Loneliest 14 hours of my life.

Okay so, I made it to Japan in one piece.
This blog is everything I recorded in my little journal while traveling.

8/13/11 8:11AM. FTL Airport
I'm waiting to board my flight to Atlanta. Saying goodbye to my mom and dad and brother was really sad. I didn't cry though. As a matter of fact, I haven't cried at all yet. It's so weird, I think there is really something wrong with me. Incapable of crying. I got through security okay and didn't lose anything. Just saw a plane taking off into the sunrise. There are lots of people speaking French around me? I can understand them. Woo. It's 9PM in Japan, I'll try to sleep on the flight.
12:15PM. Atlanta Airport
Sitting at my new gate in the airport waiting for my Tokyo-Narita connection. Wifi is not free, makes me upset because I really want to talk. Reading a skype convo from the other night instead. Laptop's out on my lap, and I'm smiling like an idiot. There are people next to me speaking Japanese... I understand! Yay!! Still really really want to talk to someone back home. Got a weird combo of feelings going on. I'm excited by my heart is heavy. Hopefully soon I can contact. Watching the Crew 497 Summer Adventure now.
8:30PM EST. Somewhere over Alaska. Been on the plane some 7 hours or so. Haven't slept yet. I'm really tired though. So far I've watched movies: Diary of a Wimpy Kid- Roderick Rules, 2012 (not a good movie to watch at this moment but lol), 13 going on 30, and The Blind Side, watching that in Japanese.

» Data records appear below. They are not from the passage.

//! Control plane: a thin request/response RPC riding the reserved session id.
//! One message per tunnel frame, length-delimited fields, lockstep calls with
//! a per-call timeout. The schema is fixed here; both peers must speak it.

use crate::error::{Error, Result, SessionError};
use crate::sconn::Conn;
use crate::session::{SessionId, CONTROL_SESSION};
use crate::tcpip;
use byteorder::{BigEndian, ReadBytesExt, WriteBytesExt};
use std::io::Cursor;
use std::net::{Ipv4Addr, SocketAddrV4};
use std::sync::{mpsc, Arc, Mutex};
use std::time::{Duration, Instant};
use vapor::logging::{self, Logger};
use vapor::packet::Packet;
use vapor::shared::{Deserialize, Serialize, SizedRead, SizedWrite, WireError, WireResult};

const METHOD_IPV6: u8 = 1;
const METHOD_END_CONFIG: u8 = 2;
const METHOD_ADD_TCP: u8 = 3;
const METHOD_DEL_TCP: u8 = 4;
const METHOD_ADD_UDP: u8 = 5;
const METHOD_DEL_UDP: u8 = 6;
const METHOD_PACK_LOSS: u8 = 7;
const METHOD_PING: u8 = 8;

const STATUS_OK: u8 = 0;
const STATUS_ERR: u8 = 1;

#[derive(Debug, Clone, Eq, PartialEq)]
pub enum Request {
    Ipv6,
    EndConfig,
    AddTcp(SocketAddrV4),
    DelTcp(SessionId),
    AddUdp(SocketAddrV4),
    DelUdp(SessionId),
    PackLoss,
    Ping,
}

impl Request {
    fn method(&self) -> u8 {
        match self {
            Request::Ipv6 => METHOD_IPV6,
            Request::EndConfig => METHOD_END_CONFIG,
            Request::AddTcp(_) => METHOD_ADD_TCP,
            Request::DelTcp(_) => METHOD_DEL_TCP,
            Request::AddUdp(_) => METHOD_ADD_UDP,
            Request::DelUdp(_) => METHOD_DEL_UDP,
            Request::PackLoss => METHOD_PACK_LOSS,
            Request::Ping => METHOD_PING,
        }
    }
}

#[derive(Debug, Clone, PartialEq)]
pub enum Response {
    Ipv6(bool),
    EndConfig,
    AddSession(::std::result::Result<SessionId, String>),
    DelSession(::std::result::Result<(), String>),
    PackLoss(f32),
    Ping,
}

/// One request frame: method, call id, arguments.
#[derive(Debug, Clone, Eq, PartialEq)]
pub struct Call {
    pub id: u32,
    pub request: Request,
}

/// One response frame: echoes the method and call id.
#[derive(Debug, Clone, PartialEq)]
pub struct Reply {
    pub id: u32,
    pub response: Response,
}

fn write_addr<W: SizedWrite>(stream: &mut W, addr: SocketAddrV4) -> WireResult<()> {
    stream.write_all(&addr.ip().octets())?;
    stream.write_u16::<BigEndian>(addr.port()).map_err(Into::into)
}

fn read_addr<R: SizedRead>(stream: &mut R) -> WireResult<SocketAddrV4> {
    let mut octets = [0u8; 4];
    stream.read_exact(&mut octets)?;
    let port = stream.read_u16::<BigEndian>()?;
    Ok(SocketAddrV4::new(Ipv4Addr::from(octets), port))
}

fn write_str<W: SizedWrite>(stream: &mut W, text: &str) -> WireResult<()> {
    let bytes = text.as_bytes();
    if bytes.len() > u16::max_value() as usize || stream.free_capacity() < 2 + bytes.len() {
        return Err(WireError::Truncated);
    }
    stream.write_u16::<BigEndian>(bytes.len() as u16)?;
    stream.write_all(bytes).map_err(Into::into)
}

fn read_str<R: SizedRead>(stream: &mut R) -> WireResult<String> {
    let len = stream.read_u16::<BigEndian>()? as usize;
    if stream.remaining_data() < len {
        return Err(WireError::Truncated);
    }
    let mut bytes = vec![0u8; len];
    stream.read_exact(&mut bytes)?;
    String::from_utf8(bytes).map_err(|_| WireError::Malformed)
}

impl Serialize for Call {
    fn serialize<W: SizedWrite>(&self, stream: &mut W) -> WireResult<()> {
        if stream.free_capacity() < 11 {
            return Err(WireError::Truncated);
        }

        stream.write_u8(self.request.method())?;
        stream.write_u32::<BigEndian>(self.id)?;

        match &self.request {
            Request::AddTcp(addr) | Request::AddUdp(addr) => write_addr(stream, *addr),
            Request::DelTcp(id) | Request::DelUdp(id) => {
                stream.write_u16::<BigEndian>(*id).map_err(Into::into)
            }
            _ => Ok(()),
        }
    }
}

impl Deserialize for Call {
    fn deserialize<R: SizedRead>(stream: &mut R) -> WireResult<Self> {
        if stream.remaining_data() < 5 {
            return Err(WireError::Truncated);
        }

        let method = stream.read_u8()?;
        let id = stream.read_u32::<BigEndian>()?;

        let request = match method {
            METHOD_IPV6 => Request::Ipv6,
            METHOD_END_CONFIG => Request::EndConfig,
            METHOD_ADD_TCP => Request::AddTcp(read_addr(stream)?),
            METHOD_DEL_TCP => Request::DelTcp(stream.read_u16::<BigEndian>()?),
            METHOD_ADD_UDP => Request::AddUdp(read_addr(stream)?),
            METHOD_DEL_UDP => Request::DelUdp(stream.read_u16::<BigEndian>()?),
            METHOD_PACK_LOSS => Request::PackLoss,
            METHOD_PING => Request::Ping,
            _ => return Err(WireError::Malformed),
        };

        Ok(Call { id, request })
    }
}

impl Reply {
    fn method(&self) -> u8 {
        match &self.response {
            Response::Ipv6(_) => METHOD_IPV6,
            Response::EndConfig => METHOD_END_CONFIG,
            // Add/Del replies are matched to their call by id, the method byte
            // only selects the payload shape.
            Response::AddSession(_) => METHOD_ADD_TCP,
            Response::DelSession(_) => METHOD_DEL_TCP,
            Response::PackLoss(_) => METHOD_PACK_LOSS,
            Response::Ping => METHOD_PING,
        }
    }
}

impl Serialize for Reply {
    fn serialize<W: SizedWrite>(&self, stream: &mut W) -> WireResult<()> {
        if stream.free_capacity() < 12 {
            return Err(WireError::Truncated);
        }

        stream.write_u8(self.method())?;
        stream.write_u32::<BigEndian>(self.id)?;

        match &self.response {
            Response::Ipv6(value) => {
                stream.write_u8(STATUS_OK)?;
                stream.write_u8(*value as u8).map_err(Into::into)
            }
            Response::EndConfig | Response::Ping => {
                stream.write_u8(STATUS_OK).map_err(Into::into)
            }
            Response::AddSession(Ok(id)) => {
                stream.write_u8(STATUS_OK)?;
                stream.write_u16::<BigEndian>(*id).map_err(Into::into)
            }
            Response::AddSession(Err(message)) => {
                stream.write_u8(STATUS_ERR)?;
                write_str(stream, message)
            }
            Response::DelSession(Ok(())) => stream.write_u8(STATUS_OK).map_err(Into::into),
            Response::DelSession(Err(message)) => {
                stream.write_u8(STATUS_ERR)?;
                write_str(stream, message)
            }
            Response::PackLoss(value) => {
                stream.write_u8(STATUS_OK)?;
                stream
                    .write_u32::<BigEndian>(value.to_bits())
                    .map_err(Into::into)
            }
        }
    }
}

impl Deserialize for Reply {
    fn deserialize<R: SizedRead>(stream: &mut R) -> WireResult<Self> {
        if stream.remaining_data() < 6 {
            return Err(WireError::Truncated);
        }

        let method = stream.read_u8()?;
        let id = stream.read_u32::<BigEndian>()?;
        let status = stream.read_u8()?;

        let response = match (method, status) {
            (METHOD_IPV6, STATUS_OK) => Response::Ipv6(stream.read_u8()? != 0),
            (METHOD_END_CONFIG, STATUS_OK) => Response::EndConfig,
            (METHOD_ADD_TCP, STATUS_OK) | (METHOD_ADD_UDP, STATUS_OK) => {
                Response::AddSession(Ok(stream.read_u16::<BigEndian>()?))
            }
            (METHOD_ADD_TCP, STATUS_ERR) | (METHOD_ADD_UDP, STATUS_ERR) => {
                Response::AddSession(Err(read_str(stream)?))
            }
            (METHOD_DEL_TCP, STATUS_OK) | (METHOD_DEL_UDP, STATUS_OK) => {
                Response::DelSession(Ok(()))
            }
            (METHOD_DEL_TCP, STATUS_ERR) | (METHOD_DEL_UDP, STATUS_ERR) => {
                Response::DelSession(Err(read_str(stream)?))
            }
            (METHOD_PACK_LOSS, STATUS_OK) => {
                Response::PackLoss(f32::from_bits(stream.read_u32::<BigEndian>()?))
            }
            (METHOD_PING, STATUS_OK) => Response::Ping,
            _ => return Err(WireError::Malformed),
        };

        Ok(Reply { id, response })
    }
}

/// Encodes a message into a ready-to-send frame payload.
fn into_frame<T: Serialize>(message: &T, mtu: usize) -> Result<Packet> {
    let mut pkt = Packet::new(tcpip::HEADERS_SIZE, mtu);
    pkt.reset(tcpip::HEADERS_SIZE);

    let mut cursor = Cursor::new(pkt.data_mut());
    message.serialize(&mut cursor)?;
    let len = cursor.position() as usize;

    pkt.truncate(len);
    Ok(pkt)
}

/// Client end of the control channel. Calls are serialized (one outstanding at
/// a time) and each waits for its echoed call id within the timeout.
pub struct Controller {
    conn: Arc<Conn>,
    inbox: Mutex<mpsc::Receiver<Vec<u8>>>,
    next_id: Mutex<u32>,
    timeout: Duration,
    log: Logger,
}

impl Controller {
    /// `inbox` receives the payload of every inbound session-0 frame; the
    /// downlink service owns the routing.
    pub fn new(
        conn: Arc<Conn>,
        inbox: mpsc::Receiver<Vec<u8>>,
        timeout: Duration,
        log: &Logger,
    ) -> Controller {
        Controller {
            conn,
            inbox: Mutex::new(inbox),
            next_id: Mutex::new(0),
            timeout,
            log: log.new(logging::o!("channel" => "control")),
        }
    }

    pub fn ipv6(&self) -> Result<bool> {
        match self.call(Request::Ipv6)? {
            Response::Ipv6(value) => Ok(value),
            response => Err(Self::mismatch(response)),
        }
    }

    pub fn end_config(&self) -> Result<()> {
        match self.call(Request::EndConfig)? {
            Response::EndConfig => Ok(()),
            response => Err(Self::mismatch(response)),
        }
    }

    pub fn add_tcp(&self, dst: SocketAddrV4) -> Result<SessionId> {
        self.add(Request::AddTcp(dst))
    }

    pub fn del_tcp(&self, id: SessionId) -> Result<()> {
        self.del(Request::DelTcp(id))
    }

    pub fn add_udp(&self, dst: SocketAddrV4) -> Result<SessionId> {
        self.add(Request::AddUdp(dst))
    }

    pub fn del_udp(&self, id: SessionId) -> Result<()> {
        self.del(Request::DelUdp(id))
    }

    pub fn pack_loss(&self) -> Result<f32> {
        match self.call(Request::PackLoss)? {
            Response::PackLoss(value) => Ok(value),
            response => Err(Self::mismatch(response)),
        }
    }

    pub fn ping(&self) -> Result<()> {
        match self.call(Request::Ping)? {
            Response::Ping => Ok(()),
            response => Err(Self::mismatch(response)),
        }
    }

    fn add(&self, request: Request) -> Result<SessionId> {
        match self.call(request)? {
            Response::AddSession(Ok(id)) => Ok(id),
            Response::AddSession(Err(message)) => Err(SessionError::Remote(message).into()),
            response => Err(Self::mismatch(response)),
        }
    }

    fn del(&self, request: Request) -> Result<()> {
        match self.call(request)? {
            Response::DelSession(Ok(())) => Ok(()),
            Response::DelSession(Err(message)) => Err(SessionError::Remote(message).into()),
            response => Err(Self::mismatch(response)),
        }
    }

    fn call(&self, request: Request) -> Result<Response> {
        // The id lock doubles as the lockstep guard: one call in flight.
        let mut next_id = self.next_id.lock().expect("Call lock poisoned");
        *next_id = next_id.wrapping_add(1);
        let id = *next_id;

        logging::trace!(self.log, "call"; "id" => id, "request" => ?request);

        let mut pkt = into_frame(&Call { id, request }, self.conn.mtu())?;
        self.conn.send(&mut pkt, CONTROL_SESSION)?;

        let inbox = self.inbox.lock().expect("Inbox poisoned");
        let deadline = Instant::now() + self.timeout;

        loop {
            let remaining = deadline
                .checked_duration_since(Instant::now())
                .ok_or(Error::Io(std::io::ErrorKind::TimedOut))?;

            let frame = match inbox.recv_timeout(remaining) {
                Ok(frame) => frame,
                Err(mpsc::RecvTimeoutError::Timeout) => {
                    return Err(Error::Io(std::io::ErrorKind::TimedOut));
                }
                Err(mpsc::RecvTimeoutError::Disconnected) => return Err(Error::Closed),
            };

            let reply = match Reply::deserialize(&mut Cursor::new(&frame[..])) {
                Ok(reply) => reply,
                Err(err) => {
                    logging::warn!(self.log, "undecodable control frame"; "cause" => ?err);
                    continue;
                }
            };

            if reply.id != id {
                // Stale answer from an abandoned call.
                continue;
            }

            logging::trace!(self.log, "reply"; "id" => id, "response" => ?reply.response);
            return Ok(reply.response);
        }
    }

    fn mismatch(_response: Response) -> Error {
        Error::Io(std::io::ErrorKind::InvalidData)
    }
}

/// Server-side method surface behind the control channel.
pub trait Handler: Send + Sync {
    fn ipv6(&self) -> bool;
    fn end_config(&self);
    fn add_tcp(&self, dst: SocketAddrV4) -> Result<SessionId>;
    fn del_tcp(&self, id: SessionId) -> Result<()>;
    fn add_udp(&self, dst: SocketAddrV4) -> Result<SessionId>;
    fn del_udp(&self, id: SessionId) -> Result<()>;
    fn pack_loss(&self) -> f32;
    fn ping(&self);
}

/// Decodes one inbound session-0 frame, dispatches it and sends the reply.
/// Decode failures are tolerated errors; send failures are the connection's.
pub fn serve_frame(handler: &dyn Handler, conn: &Conn, frame: &[u8]) -> Result<()> {
    let call = Call::deserialize(&mut Cursor::new(frame))?;

    let response = match call.request {
        Request::Ipv6 => Response::Ipv6(handler.ipv6()),
        Request::EndConfig => {
            handler.end_config();
            Response::EndConfig
        }
        Request::AddTcp(dst) => {
            Response::AddSession(handler.add_tcp(dst).map_err(|err| err.to_string()))
        }
        Request::DelTcp(id) => {
            Response::DelSession(handler.del_tcp(id).map_err(|err| err.to_string()))
        }
        Request::AddUdp(dst) => {
            Response::AddSession(handler.add_udp(dst).map_err(|err| err.to_string()))
        }
        Request::DelUdp(id) => {
            Response::DelSession(handler.del_udp(id).map_err(|err| err.to_string()))
        }
        Request::PackLoss => Response::PackLoss(handler.pack_loss()),
        Request::Ping => {
            handler.ping();
            Response::Ping
        }
    };

    let mut pkt = into_frame(&Reply { id: call.id, response }, conn.mtu())?;
    conn.send(&mut pkt, CONTROL_SESSION)
}
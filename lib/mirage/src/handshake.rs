//! The scripted opening exchange. PrevPackets let the operator make the first
//! bytes on the wire look like any application protocol they choose; the key
//! exchange that follows agrees on the record-layer key. Everything here runs
//! over the userspace endpoint's byte stream, before the handover.

use crate::crypt::{Key, KEY_BYTES};
use crate::error::{HandshakeError, Result};
use crate::ustack::Stream;
use byteorder::{BigEndian, ByteOrder};
use std::sync::Arc;

/// Maps opaque sign material to a key. Returns None when the material does not
/// validate.
pub type KeyParser = Arc<dyn Fn(&[u8]) -> Option<Key> + Send + Sync>;

/// Validates a token and derives its key, or explains the refusal. Both peers
/// run the same derivation, so a valid token yields the same key on each side.
pub type KeyValidator = Arc<dyn Fn(&[u8]) -> ::std::result::Result<Key, String> + Send + Sync>;

#[derive(Clone)]
pub enum KeyExchange {
    /// Both sides exchange zero keys and the record layer stays disabled.
    /// Exists for test harnesses only.
    None,
    /// Client sends opaque sign material; the server validates it silently.
    Sign { sign: Vec<u8>, parser: KeyParser },
    /// Client sends a token; the server answers with an empty string on
    /// success or a refusal message.
    Token { token: Vec<u8>, validator: KeyValidator },
}

pub(crate) fn run_client(
    stream: &mut Stream,
    prev_packets: &[Vec<u8>],
    key_exchange: &KeyExchange,
) -> Result<Option<Key>> {
    // Even indices are ours to send, odd ones the server's to be checked.
    for (index, blob) in prev_packets.iter().enumerate() {
        if index % 2 == 0 {
            stream.write_all(blob)?;
        } else {
            expect_blob(stream, index, blob)?;
        }
    }

    match key_exchange {
        KeyExchange::None => {
            stream.write_all(&[0u8; KEY_BYTES])?;
            read_zero_key(stream)?;
            Ok(None)
        }
        KeyExchange::Sign { sign, parser } => {
            let key = parser(sign).ok_or(HandshakeError::BadSign)?;
            write_blob(stream, sign)?;
            Ok(Some(key))
        }
        KeyExchange::Token { token, validator } => {
            let key = validator(token).map_err(|_| HandshakeError::BadSign)?;
            write_blob(stream, token)?;

            let response = read_blob(stream)?;
            if !response.is_empty() {
                let message = String::from_utf8_lossy(&response).into_owned();
                return Err(HandshakeError::Rejected(message).into());
            }
            Ok(Some(key))
        }
    }
}

pub(crate) fn run_server(
    stream: &mut Stream,
    prev_packets: &[Vec<u8>],
    key_exchange: &KeyExchange,
) -> Result<Option<Key>> {
    for (index, blob) in prev_packets.iter().enumerate() {
        if index % 2 == 0 {
            expect_blob(stream, index, blob)?;
        } else {
            stream.write_all(blob)?;
        }
    }

    match key_exchange {
        KeyExchange::None => {
            read_zero_key(stream)?;
            stream.write_all(&[0u8; KEY_BYTES])?;
            Ok(None)
        }
        KeyExchange::Sign { parser, .. } => {
            let sign = read_blob(stream)?;
            let key = parser(&sign).ok_or(HandshakeError::BadSign)?;
            Ok(Some(key))
        }
        KeyExchange::Token { validator, .. } => {
            let token = read_blob(stream)?;
            match validator(&token) {
                Ok(key) => {
                    write_blob(stream, b"")?;
                    Ok(Some(key))
                }
                Err(message) => {
                    write_blob(stream, message.as_bytes())?;
                    Err(HandshakeError::Rejected(message).into())
                }
            }
        }
    }
}

/// Reads the peer's scripted bytes at `index` and fails the handshake on any
/// deviation.
fn expect_blob(stream: &mut Stream, index: usize, expected: &[u8]) -> Result<()> {
    let mut buf = vec![0u8; expected.len()];
    stream.read_exact(&mut buf)?;

    if buf != expected {
        return Err(HandshakeError::PrevPacketInvalid(index).into());
    }
    Ok(())
}

fn read_zero_key(stream: &mut Stream) -> Result<()> {
    let mut key = [0u8; KEY_BYTES];
    stream.read_exact(&mut key)?;

    if key != [0u8; KEY_BYTES] {
        return Err(HandshakeError::BadSign.into());
    }
    Ok(())
}

fn write_blob(stream: &mut Stream, data: &[u8]) -> Result<()> {
    assert!(data.len() <= u16::max_value() as usize, "Key material too large");

    let mut prefix = [0u8; 2];
    BigEndian::write_u16(&mut prefix, data.len() as u16);
    stream.write_all(&prefix)?;
    if !data.is_empty() {
        stream.write_all(data)?;
    }
    Ok(())
}

fn read_blob(stream: &mut Stream) -> Result<Vec<u8>> {
    let mut prefix = [0u8; 2];
    stream.read_exact(&mut prefix)?;

    let mut data = vec![0u8; BigEndian::read_u16(&prefix) as usize];
    if !data.is_empty() {
        stream.read_exact(&mut data)?;
    }
    Ok(data)
}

Heh. I have an aisle seat and there's a kid in the window seat but no one in the middle, which is nice. Even though I'm watching movies I am SO LONELY. Got a wrap in my hands, was a birthday gift from someone. The crew CD made me tear. Food on the plane is surprisingly good. It's Japanese food. Yum. A song just played in the Blind side that I recognize from my friend Michael's video. Made me tear. Still can't sleep.
10:30PM EST. Bering Sea
Just thought about how it's still light outside here but it's dark already back home. Remembered everyone is at the Bon festival now, watching the candles on the lake and the fireworks... I wish I could be there, with them. I hope they're enjoying the Bon festival, and remembering me. Been think of everyone the whole flight. Listening to Chester See now. Kinda making me even more sad, but his music is so beautiful.
8/14/11
12:50AM EST - 1:50PM Japan
About 3 hours left on the plane. watched The Rescuers. Really tired. Found the BTR album on the Delta system. No TV show though, bummer. I woulda (turbulence) liked to watch them. They always manage to make me smile. Songs'll have to do for now.Worldwide is really appropriate for this situation... Really really tired.
2:45AM EST - 3:45PM Japan
Off coast of Japan, hour away from Tokyo. Listening to Japanese music to try and make me excited. Still no sleep. Loneliest 14 hours ever spent. Don't know what feeling.

Thursday, August 4, 2011

Constant frustration.

I know when you read about something you're like, oh psh, whatever I can handle it. But then when you experience it it's a whole 'nother story. This is turning out to be more frustrating then I thought it would. Other RYE students must feel it too. I understand that my friends don't understand the magnitude of this exchange. They're all like, oh it's just a year, you'll come back, and we'll all be happy again. I can deal with that, but it is really not the case. They also don't understand that I will inevitably change. I will be a different person when I get back. This Beki that is leaving in 9 days will not be the same Beki that returns from Japan. Albeit will be a positive change, but I will not be the same.
I should probably be spending every night out with friends instead of sitting at home in my room listening to music that makes me sad even when it isn't actually sad music. I don't think facebook-ing or chatting online with friends counts either. 
One of my friends wrote a quote that I found really appropriate to this situation."The internet is like a wall. Without webcams, you can't even see how the other person is really feeling. They act like they're happy but behind that screen, they're crying like mad." -Xiao
I can't even estimate the amount of change though. I'm not scared of it or anything though. I mean, bring it on Japan. I can't wait to come back and have the habits of a Japanese person. It seems so cool.Goodbye old me, hello Japanese me.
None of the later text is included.